Iran-aligned group Handala — widely assessed as a front for the Void Manticore / Storm-0842 cluster and attributed to Iran's MOIS (MITRE tracks the group as G1055) — claimed compromise of California Water Service (Cal Water), one of the largest US investor-owned water utilities, and published a ~5 GB proof dump on its Telegram blog around 11 June (SecurityWeek, 2026-06-12; Security Affairs, 2026-06-12). The dump comprised customer billing PII (names, addresses, payment histories) across at least seven service districts, plus administrative credentials for the utility's internal RTKBase NTRIP caster — an open-source GNSS base-station platform that supplies precision-GPS corrections to field crews. The access path is the notable part: rather than attacking the OT environment, Handala exploited an internet-exposed RTKBase instance (reported online ~783 hours without credential rotation), harvested the mountpoint-level NTRIP source password, and pivoted laterally to the customer billing database (Security Magazine, 2026-06-12).

Independent analysis tempers the actor's framing. Dataminr assessed that Handala reached only a GPS-correction server and a billing database — "neither system controls water treatment or distribution" — and that no OT/ICS disruption is confirmed in this incident (Dataminr, 2026-06-11; Security Magazine, 2026-06-12). The attack maps to T1190 (Exploit Public-Facing Application) for the initial RTKBase reach, T1078 (Valid Accounts) for the harvested NTRIP credentials, and T1021 (Remote Services) for the lateral pivot into the billing segment — the pivot from a GNSS-correction host to a customer-data store is itself evidence of a segmentation gap between the surveying/IoT layer and the IT data plane.

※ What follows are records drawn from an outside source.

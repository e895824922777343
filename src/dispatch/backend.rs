//! Backend lifecycle seen by the host inference framework

use std::sync::{
    atomic::{AtomicUsize, Ordering},
    Arc,
};

use log::info;

use crate::{
    error::{IngestError, Result},
    pinning::{GpuDriver, PinnedMemoryRegistry, RegistrationMode},
};

use super::{
    instance::{ExecutionDispatcher, InstanceConfig},
    request::{BatchResult, ExecutionRequest},
};

/// Capabilities the host framework drives: initialize, execute, finalize
pub trait ModelLifecycle {
    /// Per-instance state
    type Instance;

    /// Bring up one instance; errors are fatal for that instance
    fn initialize(&self, config: InstanceConfig) -> Result<Self::Instance>;

    /// Run one batch; per-request failures are inside the result
    fn execute(
        &self,
        instance: &mut Self::Instance,
        requests: &mut [ExecutionRequest<'_>],
    ) -> BatchResult;

    /// Tear the instance down, releasing pins before unmapping
    fn finalize(&self, instance: Self::Instance) -> Result<()>;
}

/// Process-wide backend shared by every model instance
///
/// Holds the one [`PinnedMemoryRegistry`] all instances pin through.
#[derive(Debug)]
pub struct Backend {
    registry: Arc<PinnedMemoryRegistry>,
    mode: RegistrationMode,
    live_instances: Arc<AtomicUsize>,
}

impl Backend {
    /// Create a backend for `mode`; explicit mode needs a driver
    pub fn new(mode: RegistrationMode, driver: Option<Arc<dyn GpuDriver>>) -> Result<Self> {
        let registry = PinnedMemoryRegistry::for_mode(mode, driver)?;
        Ok(Self {
            registry: Arc::new(registry),
            mode,
            live_instances: Arc::new(AtomicUsize::new(0)),
        })
    }

    /// Backend for unified-memory platforms
    pub fn passthrough() -> Self {
        Self {
            registry: Arc::new(PinnedMemoryRegistry::new(Box::new(
                crate::pinning::Passthrough,
            ))),
            mode: RegistrationMode::Passthrough,
            live_instances: Arc::new(AtomicUsize::new(0)),
        }
    }

    /// Registration mode of this backend
    pub fn mode(&self) -> RegistrationMode {
        self.mode
    }

    /// Shared registry
    pub fn registry(&self) -> &Arc<PinnedMemoryRegistry> {
        &self.registry
    }

    /// Instances initialized and not yet finalized or dropped
    pub fn live_instances(&self) -> usize {
        self.live_instances.load(Ordering::Acquire)
    }

    /// Force-unregister anything still pinned
    ///
    /// Refused while any instance is live, since each one hands out device
    /// addresses derived from its pin.
    pub fn shutdown(&self) -> Result<usize> {
        let live = self.live_instances();
        if live > 0 {
            return Err(IngestError::invalid_parameter(
                "backend",
                format!("{} instances still live", live),
            ));
        }
        let released = self.registry.teardown()?;
        info!("backend shut down, {} registrations torn down", released);
        Ok(released)
    }
}

impl ModelLifecycle for Backend {
    type Instance = ExecutionDispatcher;

    fn initialize(&self, config: InstanceConfig) -> Result<ExecutionDispatcher> {
        if config.registration != self.mode {
            return Err(IngestError::invalid_parameter(
                "registration",
                format!(
                    "Instance wants {:?} but the backend runs {:?}",
                    config.registration, self.mode
                ),
            ));
        }

        let mut instance = ExecutionDispatcher::initialize(config, Arc::clone(&self.registry))?;
        instance.track(Arc::clone(&self.live_instances));
        Ok(instance)
    }

    fn execute(
        &self,
        instance: &mut ExecutionDispatcher,
        requests: &mut [ExecutionRequest<'_>],
    ) -> BatchResult {
        instance.execute(requests)
    }

    fn finalize(&self, instance: ExecutionDispatcher) -> Result<()> {
        instance.finalize()
    }
}
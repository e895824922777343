//! FFI type definitions and handle types

use std::ffi::{c_char, c_void};

use crate::error::{ErrorKind, IngestError};

/// Opaque handle types for C API
pub type SpatialBackendHandle = *mut c_void;
pub type SpatialInstanceHandle = *mut c_void;

/// Library version reported by [`spatial_version`](super::lifecycle::spatial_version)
#[repr(C)]
#[derive(Debug, Clone, Copy, PartialEq, Eq, Default)]
pub struct SpatialVersion {
    pub major: u32,
    pub minor: u32,
    pub patch: u32,
}

/// Error codes for C API
#[repr(C)]
#[derive(Debug, Clone, Copy, PartialEq, Eq)]
pub enum SpatialErrorCode {
    Success = 0,
    InvalidParameter = 1,
    ResourceUnavailable = 2,
    MappingFailed = 3,
    PinningFailed = 4,
    DataLoss = 5,
    BufferTooSmall = 6,
    Empty = 7,
    IoError = 8,
    ConcurrencyError = 9,
    UnknownError = 99,
}

impl From<ErrorKind> for SpatialErrorCode {
    fn from(kind: ErrorKind) -> Self {
        match kind {
            ErrorKind::InvalidParameter => SpatialErrorCode::InvalidParameter,
            ErrorKind::ResourceUnavailable => SpatialErrorCode::ResourceUnavailable,
            ErrorKind::MappingFailed => SpatialErrorCode::MappingFailed,
            ErrorKind::PinningFailed => SpatialErrorCode::PinningFailed,
            ErrorKind::DataLoss => SpatialErrorCode::DataLoss,
            ErrorKind::BufferTooSmall => SpatialErrorCode::BufferTooSmall,
            ErrorKind::Empty => SpatialErrorCode::Empty,
            ErrorKind::Io => SpatialErrorCode::IoError,
            ErrorKind::Concurrency => SpatialErrorCode::ConcurrencyError,
        }
    }
}

impl From<IngestError> for SpatialErrorCode {
    fn from(error: IngestError) -> Self {
        error.kind().into()
    }
}

/// Instance configuration (C-compatible)
#[repr(C)]
pub struct SpatialInstanceConfig {
    pub name: *const c_char,
    pub segment_name: *const c_char,
    pub segment_size: usize,
    pub backing: u32, // 0 = POSIX shm, 1 = file-backed
    pub file_path: *const c_char,
    pub registration: u32, // 0 = explicit, 1 = passthrough
}

/// Request path selector values
pub const SPATIAL_PATH_LIDAR: u32 = 0;
pub const SPATIAL_PATH_STYLUS: u32 = 1;

/// One request of a batch (C-compatible)
#[repr(C)]
pub struct SpatialRequest {
    pub path: u32,
    /// Packed 9-byte stylus samples; unused for LiDAR
    pub input: *const u8,
    pub input_len: usize,
    /// Host-writable alias of the destination
    pub output: *mut u8,
    pub output_capacity: usize,
    /// Device address of `output`; 0 means same as the host address
    pub output_device_address: u64,
}

/// Outcome of one request (C-compatible)
#[repr(C)]
#[derive(Debug, Clone, Copy)]
pub struct SpatialResult {
    pub status: SpatialErrorCode,
    /// Stylus samples written
    pub count: u64,
    /// LiDAR frame device address
    pub device_address: u64,
    pub length: u64,
    pub epoch: u64,
}

impl SpatialResult {
    pub(crate) fn failed(status: SpatialErrorCode) -> Self {
        Self {
            status,
            count: 0,
            device_address: 0,
            length: 0,
            epoch: 0,
        }
    }
}

/// GPU driver callbacks (C-compatible); each returns 0 on success
#[repr(C)]
pub struct SpatialGpuDriver {
    pub context: *mut c_void,
    pub register_host_memory:
        extern "C" fn(context: *mut c_void, address: *mut c_void, size: usize, flags: u32) -> i32,
    pub get_device_pointer:
        extern "C" fn(context: *mut c_void, address: *mut c_void, device: *mut u64) -> i32,
    pub unregister_host_memory: extern "C" fn(context: *mut c_void, address: *mut c_void) -> i32,
}
//! Error types and handling for the ingest path

/// Result type alias for ingest operations
pub type Result<T> = std::result::Result<T, IngestError>;

/// Error types for the zero-copy ingest path
#[derive(Debug, thiserror::Error)]
pub enum IngestError {
    /// Backing shared-memory segment does not exist
    #[error("Resource unavailable: {name}")]
    ResourceUnavailable {
        name: String,
        #[source]
        source: Option<std::io::Error>,
    },

    /// Mapping the segment into this process failed
    #[error("Mapping failed for {name}: {message}")]
    MappingFailed { name: String, message: String },

    /// Device registration of host memory failed
    #[error("Pinning failed at {address:#x}: {message}")]
    PinningFailed { address: usize, message: String },

    /// The producer lapped the reader; unread frames were discarded
    #[error("Data loss: {dropped} frames dropped")]
    DataLoss { dropped: u64 },

    /// Destination is too small for the transformed samples
    #[error("Buffer too small: required {required}, available {available}")]
    BufferTooSmall { required: usize, available: usize },

    /// No new frame since the last read
    #[error("No frame available")]
    Empty,

    /// Invalid parameters or configuration
    #[error("Invalid parameter: {parameter} - {message}")]
    InvalidParameter { parameter: String, message: String },

    /// I/O related errors
    #[error("I/O error: {message}")]
    Io {
        message: String,
        #[source]
        source: Option<std::io::Error>,
    },

    /// Poisoned lock or other concurrency failure
    #[error("Concurrency error: {message}")]
    Concurrency { message: String },
}

/// Copyable classification of an [`IngestError`], reported per request
#[derive(Debug, Clone, Copy, PartialEq, Eq, Hash)]
pub enum ErrorKind {
    ResourceUnavailable,
    MappingFailed,
    PinningFailed,
    DataLoss,
    BufferTooSmall,
    Empty,
    InvalidParameter,
    Io,
    Concurrency,
}

impl ErrorKind {
    /// Whether this kind aborts instance startup
    pub fn is_fatal(&self) -> bool {
        matches!(
            self,
            ErrorKind::ResourceUnavailable | ErrorKind::MappingFailed | ErrorKind::PinningFailed
        )
    }

    /// Human-readable name
    pub fn name(&self) -> &'static str {
        match self {
            ErrorKind::ResourceUnavailable => "resource-unavailable",
            ErrorKind::MappingFailed => "mapping-failed",
            ErrorKind::PinningFailed => "pinning-failed",
            ErrorKind::DataLoss => "data-loss",
            ErrorKind::BufferTooSmall => "buffer-too-small",
            ErrorKind::Empty => "empty",
            ErrorKind::InvalidParameter => "invalid-parameter",
            ErrorKind::Io => "io",
            ErrorKind::Concurrency => "concurrency",
        }
    }
}

impl IngestError {
    /// Create a resource-unavailable error without an underlying cause
    pub fn resource_unavailable(name: impl Into<String>) -> Self {
        Self::ResourceUnavailable {
            name: name.into(),
            source: None,
        }
    }

    /// Create a resource-unavailable error from the failed open
    pub fn resource_unavailable_io(name: impl Into<String>, source: std::io::Error) -> Self {
        Self::ResourceUnavailable {
            name: name.into(),
            source: Some(source),
        }
    }

    /// Create a mapping error
    pub fn mapping_failed(name: impl Into<String>, message: impl Into<String>) -> Self {
        Self::MappingFailed {
            name: name.into(),
            message: message.into(),
        }
    }

    /// Create a pinning error
    pub fn pinning_failed(address: usize, message: impl Into<String>) -> Self {
        Self::PinningFailed {
            address,
            message: message.into(),
        }
    }

    /// Create a data loss error
    pub fn data_loss(dropped: u64) -> Self {
        Self::DataLoss { dropped }
    }

    /// Create a buffer-too-small error
    pub fn buffer_too_small(required: usize, available: usize) -> Self {
        Self::BufferTooSmall {
            required,
            available,
        }
    }

    /// Create an invalid parameter error
    pub fn invalid_parameter(parameter: impl Into<String>, message: impl Into<String>) -> Self {
        Self::InvalidParameter {
            parameter: parameter.into(),
            message: message.into(),
        }
    }

    /// Create an I/O error from a standard I/O error
    pub fn from_io(source: std::io::Error, context: &str) -> Self {
        Self::Io {
            message: format!("{}: {}", context, source),
            source: Some(source),
        }
    }

    /// Create a concurrency error
    pub fn concurrency(message: impl Into<String>) -> Self {
        Self::Concurrency {
            message: message.into(),
        }
    }

    /// Classify this error
    pub fn kind(&self) -> ErrorKind {
        match self {
            IngestError::ResourceUnavailable { .. } => ErrorKind::ResourceUnavailable,
            IngestError::MappingFailed { .. } => ErrorKind::MappingFailed,
            IngestError::PinningFailed { .. } => ErrorKind::PinningFailed,
            IngestError::DataLoss { .. } => ErrorKind::DataLoss,
            IngestError::BufferTooSmall { .. } => ErrorKind::BufferTooSmall,
            IngestError::Empty => ErrorKind::Empty,
            IngestError::InvalidParameter { .. } => ErrorKind::InvalidParameter,
            IngestError::Io { .. } => ErrorKind::Io,
            IngestError::Concurrency { .. } => ErrorKind::Concurrency,
        }
    }
}

impl From<std::io::Error> for IngestError {
    fn from(err: std::io::Error) -> Self {
        Self::from_io(err, "I/O operation failed")
    }
}

impl From<nix::Error> for IngestError {
    fn from(err: nix::Error) -> Self {
        Self::from_io(std::io::Error::from(err), "System call failed")
    }
}

impl<T> From<std::sync::PoisonError<T>> for IngestError {
    fn from(_: std::sync::PoisonError<T>) -> Self {
        Self::concurrency("Lock poisoned")
    }
}

#[cfg(test)]
mod tests {
    use super::*;

    #[test]
    fn test_error_creation() {
        let err = IngestError::resource_unavailable("/lidar_circular_buffer");
        assert!(matches!(err, IngestError::ResourceUnavailable { .. }));

        let err = IngestError::buffer_too_small(100, 40);
        assert!(matches!(err, IngestError::BufferTooSmall { .. }));
        assert_eq!(err.kind(), ErrorKind::BufferTooSmall);

        let err = IngestError::data_loss(7);
        assert_eq!(err.kind(), ErrorKind::DataLoss);
    }

    #[test]
    fn test_error_display() {
        let err = IngestError::buffer_too_small(60, 20);
        let display = format!("{}", err);
        assert!(display.contains("Buffer too small"));
        assert!(display.contains("60"));

        let err = IngestError::pinning_failed(0x1000, "driver refused");
        assert!(format!("{}", err).contains("0x1000"));
    }

    #[test]
    fn test_fatal_kinds() {
        assert!(ErrorKind::ResourceUnavailable.is_fatal());
        assert!(ErrorKind::MappingFailed.is_fatal());
        assert!(ErrorKind::PinningFailed.is_fatal());
        assert!(!ErrorKind::BufferTooSmall.is_fatal());
        assert!(!ErrorKind::Empty.is_fatal());
        assert!(!ErrorKind::DataLoss.is_fatal());
    }
}
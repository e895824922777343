//! Producer-owned circular buffer segment, mapped read-only
//!
//! Layout of the segment:
//!
//! ```text
//! 0        8          16            20          64                  64+capacity
//! ┌────────┬──────────┬─────────────┬───────────┬───────────────────┐
//! │ write  │ capacity │ frame_stride│ reserved  │ payload (frames)  │
//! │ cursor │   u64    │    u32      │           │                   │
//! └────────┴──────────┴─────────────┴───────────┴───────────────────┘
//! ```

pub mod config;
pub mod handle;
pub mod header;
pub mod producer;

pub use config::{RingBufferConfig, SegmentBacking};
pub use handle::{RingBufferHandle, RingGeometry};
pub use header::{SegmentHeader, HEADER_SIZE};
pub use producer::SegmentWriter;
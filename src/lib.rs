//! # Spatial Ingest - Zero-Copy Sensor Ingestion for GPU Inference
//!
//! Spatial Ingest moves LiDAR frames and stylus samples into device-visible
//! memory for an inference backend without copying frame data on the host.
//!
//! ## Features
//!
//! - **Shared-memory ring reader**: POSIX shm or file-backed segment written
//!   by an external producer, read with acquire ordering
//! - **Pinned memory registry**: refcounted driver registration with an
//!   explicit or passthrough strategy
//! - **Lap detection**: data loss is reported and the reader resyncs
//! - **Stylus normalization**: raw integer samples to a dense `f32` layout
//! - **C API**: backend/instance lifecycle for a C++ inference server
//!
//! ## Architecture
//!
//! ```text
//! ┌───────────────────────┐        ┌──────────────────────────┐
//! │  LiDAR producer (ext) │        │  Stylus tensor (request) │
//! └──────────┬────────────┘        └────────────┬─────────────┘
//!            │ shm ring                          │
//!            ▼                                   ▼
//! ┌───────────────────────┐        ┌──────────────────────────┐
//! │ RingBufferHandle      │        │ StylusPreprocessor       │
//! │ PinnedMemoryRegistry  │        │                          │
//! │ FrameReader           │        │                          │
//! └──────────┬────────────┘        └────────────┬─────────────┘
//!            └──────────────┬───────────────────┘
//!                           ▼
//!               ┌───────────────────────┐
//!               │  ExecutionDispatcher  │
//!               └───────────────────────┘
//! ```

// Core modules
pub mod error;
pub mod ring;
pub mod pinning;
pub mod frames;
pub mod stylus;
pub mod dispatch;

#[cfg(feature = "c-api")]
pub mod ffi;

// Main API re-exports
pub use error::{ErrorKind, IngestError, Result};
pub use ring::{RingBufferConfig, RingBufferHandle, SegmentBacking, SegmentHeader, SegmentWriter};
pub use pinning::{
    DeviceAddress, DeviceRegistration, ExplicitRegistration, GpuDriver, HostAddress,
    Passthrough, PinState, PinnedMemoryRegistry, RegisterFlags, RegistrationMode,
};
pub use frames::{FrameRead, FrameReader, FrameView, ReadCursor};
pub use stylus::{
    DeviceDestination, NormalizedSample, PackedSamples, RawStylusSample, StylusPreprocessor,
};
pub use dispatch::{
    Backend, BatchResult, DeviceFrame, ExecutionDispatcher, ExecutionRequest, ExecutionResult,
    InstanceConfig, ModelLifecycle, Outcome,
};

// Version information
pub const VERSION: &str = env!("CARGO_PKG_VERSION");
pub const VERSION_MAJOR: u32 = 0;
pub const VERSION_MINOR: u32 = 1;
pub const VERSION_PATCH: u32 = 0;

/// Default configuration constants
pub mod config {
    /// Shared-memory name of the LiDAR ring
    pub const DEFAULT_SEGMENT_NAME: &str = "/lidar_circular_buffer";

    /// Total segment size including the header (16 MiB)
    pub const DEFAULT_SEGMENT_SIZE: usize = 16 * 1024 * 1024;

    /// Frame stride used by the simulated producer
    pub const DEFAULT_FRAME_STRIDE: u32 = 64 * 1024;
}
//! Pinned (device-visible) host memory registration
//!
//! Host ranges are registered with the GPU once and shared by refcount.
//! The registration itself is delegated to a [`DeviceRegistration`] strategy
//! chosen by configuration: explicit driver registration for discrete GPUs,
//! or an identity passthrough on unified-memory platforms.

pub mod driver;
pub mod registry;
pub mod stats;
pub mod strategy;

pub use driver::{DeviceAddress, GpuDriver, HostAddress, RegisterFlags};
pub use registry::{PinState, PinnedMemoryRegistry, PinnedRegion};
pub use stats::{RegistryStats, RegistryStatsSnapshot};
pub use strategy::{
    strategy_for, DeviceRegistration, ExplicitRegistration, Passthrough, RegistrationMode,
};
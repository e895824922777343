//! FFI utilities and handle management

use std::{
    collections::HashMap,
    ffi::{c_char, c_void, CStr},
    sync::{Arc, Mutex},
};

use crate::{
    dispatch::{Backend, ExecutionDispatcher},
    error::{IngestError, Result},
    pinning::{DeviceAddress, GpuDriver, HostAddress, RegisterFlags},
};

use super::types::SpatialGpuDriver;

// Global handle management
lazy_static::lazy_static! {
    pub static ref HANDLE_REGISTRY: Mutex<HandleRegistry> = Mutex::new(HandleRegistry::new());
}

pub struct HandleRegistry {
    pub backends: HashMap<usize, Arc<Backend>>,
    pub instances: HashMap<usize, Arc<Mutex<ExecutionDispatcher>>>,
    /// Instance id to the backend that created it
    pub owners: HashMap<usize, usize>,
    pub next_id: usize,
}

impl HandleRegistry {
    pub fn new() -> Self {
        Self {
            backends: HashMap::new(),
            instances: HashMap::new(),
            owners: HashMap::new(),
            next_id: 1,
        }
    }

    fn next_id(&mut self) -> usize {
        let id = self.next_id;
        self.next_id += 1;
        id
    }

    pub fn store_backend(&mut self, backend: Arc<Backend>) -> usize {
        let id = self.next_id();
        self.backends.insert(id, backend);
        id
    }

    pub fn get_backend(&self, id: usize) -> Option<Arc<Backend>> {
        self.backends.get(&id).cloned()
    }

    pub fn remove_backend(&mut self, id: usize) -> Option<Arc<Backend>> {
        self.backends.remove(&id)
    }

    pub fn store_instance(&mut self, backend_id: usize, instance: ExecutionDispatcher) -> usize {
        let id = self.next_id();
        self.instances.insert(id, Arc::new(Mutex::new(instance)));
        self.owners.insert(id, backend_id);
        id
    }

    pub fn get_instance(&self, id: usize) -> Option<Arc<Mutex<ExecutionDispatcher>>> {
        self.instances.get(&id).cloned()
    }

    pub fn remove_instance(&mut self, id: usize) -> Option<(usize, Arc<Mutex<ExecutionDispatcher>>)> {
        let instance = self.instances.remove(&id)?;
        let owner = self.owners.remove(&id).unwrap_or(0);
        Some((owner, instance))
    }

    /// Whether any instance created by `backend_id` is still alive
    pub fn backend_in_use(&self, backend_id: usize) -> bool {
        self.owners.values().any(|&owner| owner == backend_id)
    }
}

impl Default for HandleRegistry {
    fn default() -> Self {
        Self::new()
    }
}

/// Convert C string to Rust String
pub fn c_str_to_string(c_str: *const c_char) -> std::result::Result<String, Box<dyn std::error::Error>> {
    if c_str.is_null() {
        return Ok(String::new());
    }

    unsafe {
        CStr::from_ptr(c_str)
            .to_str()
            .map(|s| s.to_owned())
            .map_err(|e| Box::new(e) as Box<dyn std::error::Error>)
    }
}

/// [`GpuDriver`] over C callbacks supplied by the host
pub struct CallbackDriver {
    context: *mut c_void,
    register: extern "C" fn(*mut c_void, *mut c_void, usize, u32) -> i32,
    device_pointer: extern "C" fn(*mut c_void, *mut c_void, *mut u64) -> i32,
    unregister: extern "C" fn(*mut c_void, *mut c_void) -> i32,
}

// The host guarantees its driver context is usable from any thread
unsafe impl Send for CallbackDriver {}
unsafe impl Sync for CallbackDriver {}

impl std::fmt::Debug for CallbackDriver {
    fn fmt(&self, f: &mut std::fmt::Formatter<'_>) -> std::fmt::Result {
        f.debug_struct("CallbackDriver")
            .field("context", &self.context)
            .finish()
    }
}

impl CallbackDriver {
    pub fn new(driver: &SpatialGpuDriver) -> Self {
        Self {
            context: driver.context,
            register: driver.register_host_memory,
            device_pointer: driver.get_device_pointer,
            unregister: driver.unregister_host_memory,
        }
    }
}

impl GpuDriver for CallbackDriver {
    fn register_host_memory(&self, address: HostAddress, size: usize, flags: RegisterFlags) -> Result<()> {
        match (self.register)(self.context, address as *mut c_void, size, flags.bits()) {
            0 => Ok(()),
            status => Err(IngestError::pinning_failed(
                address,
                format!("register_host_memory returned {}", status),
            )),
        }
    }

    fn device_pointer(&self, address: HostAddress) -> Result<DeviceAddress> {
        let mut device = 0u64;
        match (self.device_pointer)(self.context, address as *mut c_void, &mut device) {
            0 => Ok(DeviceAddress(device)),
            status => Err(IngestError::pinning_failed(
                address,
                format!("get_device_pointer returned {}", status),
            )),
        }
    }

    fn unregister_host_memory(&self, address: HostAddress) -> Result<()> {
        match (self.unregister)(self.context, address as *mut c_void) {
            0 => Ok(()),
            status => Err(IngestError::pinning_failed(
                address,
                format!("unregister_host_memory returned {}", status),
            )),
        }
    }
}
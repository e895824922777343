//! Per-consumer read cursor

/// Monotonic read position of one consumer, in payload bytes
///
/// Independent of every other consumer of the same segment.
#[derive(Debug, Clone, Default, PartialEq, Eq)]
pub struct ReadCursor {
    position: u64,
    frames_read: u64,
    frames_dropped: u64,
    data_loss_events: u64,
    resyncs: u64,
}

impl ReadCursor {
    /// Cursor at the start of the stream
    pub fn new() -> Self {
        Self::default()
    }

    /// Cursor positioned at `position`
    pub fn at(position: u64) -> Self {
        Self {
            position,
            ..Default::default()
        }
    }

    /// Current position
    pub fn position(&self) -> u64 {
        self.position
    }

    /// Frames successfully handed out
    pub fn frames_read(&self) -> u64 {
        self.frames_read
    }

    /// Frames skipped by overrun resyncs
    pub fn frames_dropped(&self) -> u64 {
        self.frames_dropped
    }

    /// Number of overruns observed
    pub fn data_loss_events(&self) -> u64 {
        self.data_loss_events
    }

    /// Number of times the cursor jumped to the producer position
    pub fn resyncs(&self) -> u64 {
        self.resyncs
    }

    pub(crate) fn advance(&mut self, stride: u64) {
        self.position += stride;
        self.frames_read += 1;
    }

    pub(crate) fn record_loss(&mut self, dropped: u64) {
        self.frames_dropped += dropped;
        self.data_loss_events += 1;
    }

    pub(crate) fn resync(&mut self, position: u64) {
        self.position = position;
        self.resyncs += 1;
    }
}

Why it matters to us: RTKBase and other NTRIP casters are deployed by water utilities, energy operators, municipal public-works departments and survey contractors across Switzerland and the EU — the exact public-sector-adjacent estate this brief tracks — and the access vector (an internet-facing GNSS service on default/stale credentials) is generic and replicable. Audit your external attack surface for internet-exposed RTKBase/NTRIP/GNSS and industrial-IoT instances; place any behind MFA-enforced VPN/ZTNA; rotate NTRIP mountpoint passwords; and validate segmentation between the GNSS/IoT layer and billing/IT systems. Detection concept: alert on NTRIP caster authentication from non-field-crew source addresses and on any east-west traffic from a GNSS-correction host into customer-data subnets.